Records from a data collection:
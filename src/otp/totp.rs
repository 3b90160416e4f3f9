//! Time-based one-time passwords.
//!
//! `counter = floor((t - epoch) / step)`, then HOTP. Instants before the
//! epoch give negative counters, which are fed to HOTP in two's complement.
//!
//! Steps are limited to [`MAX_STEP_SECS`] and the validation window to
//! [`MAX_LOOK_BACK`]. Shifting the clock past the representable range
//! saturates at `DateTime::<Utc>::MIN_UTC` / `MAX_UTC`.

use chrono::{DateTime, Duration, Utc};

use super::clock::{Clock, SystemClock};
use super::hotp::Hotp;
use super::{OtpError, DEFAULT_LOOK_BACK, MAX_LOOK_BACK, MAX_STEP_SECS};
use crate::crypto::constant_time_eq;

/// TOTP generator and validator
#[derive(Debug, Clone)]
pub struct Totp<C = SystemClock> {
    hotp: Hotp,
    epoch: DateTime<Utc>,
    step_secs: i64,
    look_back: u32,
    clock: C,
}

impl Totp<SystemClock> {
    /// Create with the Unix epoch, the system clock and a one-step look-back
    pub fn new(hotp: Hotp, step_secs: u64) -> Result<Self, OtpError> {
        let step_secs = check_step(step_secs)?;
        Ok(Self {
            hotp,
            epoch: DateTime::<Utc>::UNIX_EPOCH,
            step_secs,
            look_back: DEFAULT_LOOK_BACK,
            clock: SystemClock,
        })
    }
}

impl<C: Clock> Totp<C> {
    /// Count steps from `epoch` instead of the Unix epoch
    pub fn with_epoch(mut self, epoch: DateTime<Utc>) -> Self {
        self.epoch = epoch;
        self
    }

    /// Number of past steps [`Totp::validate`] accepts besides the current
    /// one, at most [`MAX_LOOK_BACK`]
    pub fn with_look_back(mut self, steps: u32) -> Result<Self, OtpError> {
        self.look_back = check_look_back(steps)?;
        Ok(self)
    }

    /// Replace the time source
    pub fn with_clock<D: Clock>(self, clock: D) -> Totp<D> {
        Totp {
            hotp: self.hotp,
            epoch: self.epoch,
            step_secs: self.step_secs,
            look_back: self.look_back,
            clock,
        }
    }

    /// Underlying HOTP generator
    pub fn hotp(&self) -> &Hotp {
        &self.hotp
    }

    /// Step length in seconds
    pub fn step_secs(&self) -> u64 {
        self.step_secs as u64
    }

    /// Accepted past steps
    pub fn look_back(&self) -> u32 {
        self.look_back
    }

    /// Step counter for `instant`, floored
    pub fn counter_at(&self, instant: DateTime<Utc>) -> i64 {
        let elapsed_ms = (instant - self.epoch).num_milliseconds();
        elapsed_ms.div_euclid(self.step_secs * 1000)
    }

    /// Numeric code at `instant`
    pub fn value_at(&self, instant: DateTime<Utc>) -> u32 {
        self.hotp.value(self.counter_at(instant) as u64)
    }

    /// Code at `instant`
    pub fn at(&self, instant: DateTime<Utc>) -> String {
        self.hotp.format(self.value_at(instant))
    }

    /// Current code
    pub fn now(&self) -> String {
        self.at(self.clock.now())
    }

    /// Current numeric code
    pub fn now_value(&self) -> u32 {
        self.value_at(self.clock.now())
    }

    /// Code for the previous step
    pub fn prev(&self) -> String {
        self.at(self.shift(self.clock.now(), -1))
    }

    /// Numeric code for the previous step
    pub fn prev_value(&self) -> u32 {
        self.value_at(self.shift(self.clock.now(), -1))
    }

    /// Code for the next step
    pub fn next(&self) -> String {
        self.at(self.shift(self.clock.now(), 1))
    }

    /// Numeric code for the next step
    pub fn next_value(&self) -> u32 {
        self.value_at(self.shift(self.clock.now(), 1))
    }

    /// Check `candidate` against the current step and `look_back` past
    /// steps. Every window code is compared; there is no early exit.
    pub fn validate(&self, candidate: &str) -> bool {
        let now = self.clock.now();
        let mut matched = false;
        for back in 0..=self.look_back {
            let code = self.at(self.shift(now, -(back as i32)));
            matched |= constant_time_eq(code.as_bytes(), candidate.as_bytes());
        }
        if !matched {
            tracing::debug!(look_back = self.look_back, "TOTP code rejected");
        }
        matched
    }

    /// `instant + steps * step`, saturating at the ends of the time range
    fn shift(&self, instant: DateTime<Utc>, steps: i32) -> DateTime<Utc> {
        let delta = self.step() * steps;
        instant.checked_add_signed(delta).unwrap_or(if steps < 0 {
            DateTime::<Utc>::MIN_UTC
        } else {
            DateTime::<Utc>::MAX_UTC
        })
    }

    fn step(&self) -> Duration {
        Duration::seconds(self.step_secs)
    }
}

/// Validate a step length, returning it as signed seconds
pub(crate) fn check_step(step_secs: u64) -> Result<i64, OtpError> {
    if step_secs == 0 || step_secs > MAX_STEP_SECS {
        return Err(OtpError::InvalidStep {
            max: MAX_STEP_SECS,
            actual: step_secs,
        });
    }
    Ok(step_secs as i64)
}

/// Validate a look-back window
pub(crate) fn check_look_back(steps: u32) -> Result<u32, OtpError> {
    if steps > MAX_LOOK_BACK {
        return Err(OtpError::InvalidLookBack {
            max: MAX_LOOK_BACK,
            actual: steps,
        });
    }
    Ok(steps)
}

#[cfg(test)]
mod tests {
    use super::*;
    use crate::crypto::MacAlgorithm;
    use crate::otp::FixedClock;

    const SHA1_KEY: &[u8] = b"12345678901234567890";
    const SHA256_KEY: &[u8] = b"12345678901234567890123456789012";
    const SHA512_KEY: &[u8] =
        b"1234567890123456789012345678901234567890123456789012345678901234";

    const TIMES: [i64; 6] = [59, 1111111109, 1111111111, 1234567890, 2000000000, 20000000000];

    fn instant(secs: i64) -> DateTime<Utc> {
        DateTime::from_timestamp(secs, 0).unwrap()
    }

    fn rfc6238(key: &[u8], algorithm: MacAlgorithm) -> Totp {
        Totp::new(Hotp::new(key, 8, algorithm).unwrap(), 30).unwrap()
    }

    #[test]
    fn test_rfc6238_sha1() {
        let totp = rfc6238(SHA1_KEY, MacAlgorithm::HmacSha1);
        let expected = ["94287082", "07081804", "14050471", "89005924", "69279037", "65353130"];
        for (t, code) in TIMES.iter().zip(expected) {
            assert_eq!(totp.at(instant(*t)), code, "t={t}");
        }
    }

    #[test]
    fn test_rfc6238_sha256() {
        let totp = rfc6238(SHA256_KEY, MacAlgorithm::HmacSha256);
        let expected = ["46119246", "68084774", "67062674", "91819424", "90698825", "77737706"];
        for (t, code) in TIMES.iter().zip(expected) {
            assert_eq!(totp.at(instant(*t)), code, "t={t}");
        }
    }

    #[test]
    fn test_rfc6238_sha512() {
        let totp = rfc6238(SHA512_KEY, MacAlgorithm::HmacSha512);
        let expected = ["90693936", "25091201", "99943326", "93441116", "38618901", "47863826"];
        for (t, code) in TIMES.iter().zip(expected) {
            assert_eq!(totp.at(instant(*t)), code, "t={t}");
        }
    }

    #[test]
    fn test_counter_floor_division() {
        let totp = rfc6238(SHA1_KEY, MacAlgorithm::HmacSha1);
        assert_eq!(totp.counter_at(instant(0)), 0);
        assert_eq!(totp.counter_at(instant(29)), 0);
        assert_eq!(totp.counter_at(instant(30)), 1);
        assert_eq!(totp.counter_at(instant(-1)), -1);
        assert_eq!(totp.counter_at(instant(-30)), -1);
        assert_eq!(totp.counter_at(instant(-31)), -2);
    }

    #[test]
    fn test_custom_epoch() {
        let totp = rfc6238(SHA1_KEY, MacAlgorithm::HmacSha1).with_epoch(instant(1_000));
        assert_eq!(totp.counter_at(instant(1_000)), 0);
        assert_eq!(totp.counter_at(instant(1_059)), 1);
    }

    #[test]
    fn test_prev_now_next() {
        let totp = rfc6238(SHA1_KEY, MacAlgorithm::HmacSha1).with_clock(FixedClock(instant(59)));
        assert_eq!(totp.now(), "94287082");
        assert_eq!(totp.prev(), totp.at(instant(29)));
        assert_eq!(totp.next(), totp.at(instant(89)));
        assert_eq!(totp.now_value(), 94287082);
        assert_eq!(totp.prev_value(), totp.value_at(instant(29)));
        assert_eq!(totp.next_value(), totp.value_at(instant(89)));
    }

    #[test]
    fn test_validate_default_window() {
        let totp =
            rfc6238(SHA1_KEY, MacAlgorithm::HmacSha1).with_clock(FixedClock(instant(1_000_000)));
        let now = instant(1_000_000);

        assert!(totp.validate(&totp.at(now)));
        assert!(totp.validate(&totp.at(now - Duration::seconds(30))));
        assert!(!totp.validate(&totp.at(now - Duration::seconds(60))));
        assert!(!totp.validate(&totp.at(now + Duration::seconds(30))));
    }

    #[test]
    fn test_validate_wide_window() {
        let totp = rfc6238(SHA1_KEY, MacAlgorithm::HmacSha1)
            .with_look_back(2)
            .unwrap()
            .with_clock(FixedClock(instant(1_000_000)));
        let now = instant(1_000_000);

        assert!(totp.validate(&totp.at(now - Duration::seconds(60))));
        assert!(!totp.validate(&totp.at(now - Duration::seconds(90))));
    }

    #[test]
    fn test_validate_rejects_malformed() {
        let totp = rfc6238(SHA1_KEY, MacAlgorithm::HmacSha1).with_clock(FixedClock(instant(59)));
        assert!(!totp.validate(""));
        assert!(!totp.validate("9428708"));
        assert!(!totp.validate("942870820"));
        assert!(!totp.validate("abcdefgh"));
    }

    #[test]
    fn test_step_bounds() {
        let hotp = Hotp::new(SHA1_KEY, 6, MacAlgorithm::HmacSha1).unwrap();
        for step in [0, MAX_STEP_SECS + 1, 1u64 << 60, u64::MAX] {
            assert_eq!(
                Totp::new(hotp.clone(), step).unwrap_err(),
                OtpError::InvalidStep {
                    max: MAX_STEP_SECS,
                    actual: step
                }
            );
        }
        assert_eq!(Totp::new(hotp, MAX_STEP_SECS).unwrap().step_secs(), MAX_STEP_SECS);
    }

    #[test]
    fn test_longest_step_never_panics() {
        let hotp = Hotp::new(SHA1_KEY, 6, MacAlgorithm::HmacSha1).unwrap();
        let totp = Totp::new(hotp, MAX_STEP_SECS)
            .unwrap()
            .with_look_back(MAX_LOOK_BACK)
            .unwrap()
            .with_clock(FixedClock(instant(1_700_000_000)));

        assert_eq!(totp.now().len(), 6);
        assert_ne!(totp.prev(), totp.next());
        assert!(totp.validate(&totp.now()));
        assert!(totp.validate(&totp.prev()));
    }

    #[test]
    fn test_shift_saturates_at_time_range() {
        let totp = rfc6238(SHA1_KEY, MacAlgorithm::HmacSha1);
        let late = totp.clone().with_clock(FixedClock(DateTime::<Utc>::MAX_UTC));
        assert_eq!(late.next(), late.now());

        let early = totp.with_clock(FixedClock(DateTime::<Utc>::MIN_UTC));
        assert_eq!(early.prev(), early.now());
        assert!(early.validate(&early.now()));
    }

    #[test]
    fn test_look_back_bounds() {
        let totp = rfc6238(SHA1_KEY, MacAlgorithm::HmacSha1);
        assert_eq!(totp.clone().with_look_back(0).unwrap().look_back(), 0);
        assert_eq!(
            totp.clone().with_look_back(MAX_LOOK_BACK).unwrap().look_back(),
            MAX_LOOK_BACK
        );
        for steps in [MAX_LOOK_BACK + 1, i32::MAX as u32 + 1, u32::MAX] {
            assert_eq!(
                totp.clone().with_look_back(steps).unwrap_err(),
                OtpError::InvalidLookBack {
                    max: MAX_LOOK_BACK,
                    actual: steps
                }
            );
        }
    }
}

[Required action] An exact copy of the lines above, from the one containing "assert_eq!(totp.counter_at(instant(-31)), -2);" down to the one containing "assert_eq!(totp.counter_at(instant(1_000)), 0);" and including both, is the whole answer; retype it and nothing else.

[Exercise solution]
        assert_eq!(totp.counter_at(instant(-31)), -2);
    }

    #[test]
    fn test_custom_epoch() {
        let totp = rfc6238(SHA1_KEY, MacAlgorithm::HmacSha1).with_epoch(instant(1_000));
        assert_eq!(totp.counter_at(instant(1_000)), 0);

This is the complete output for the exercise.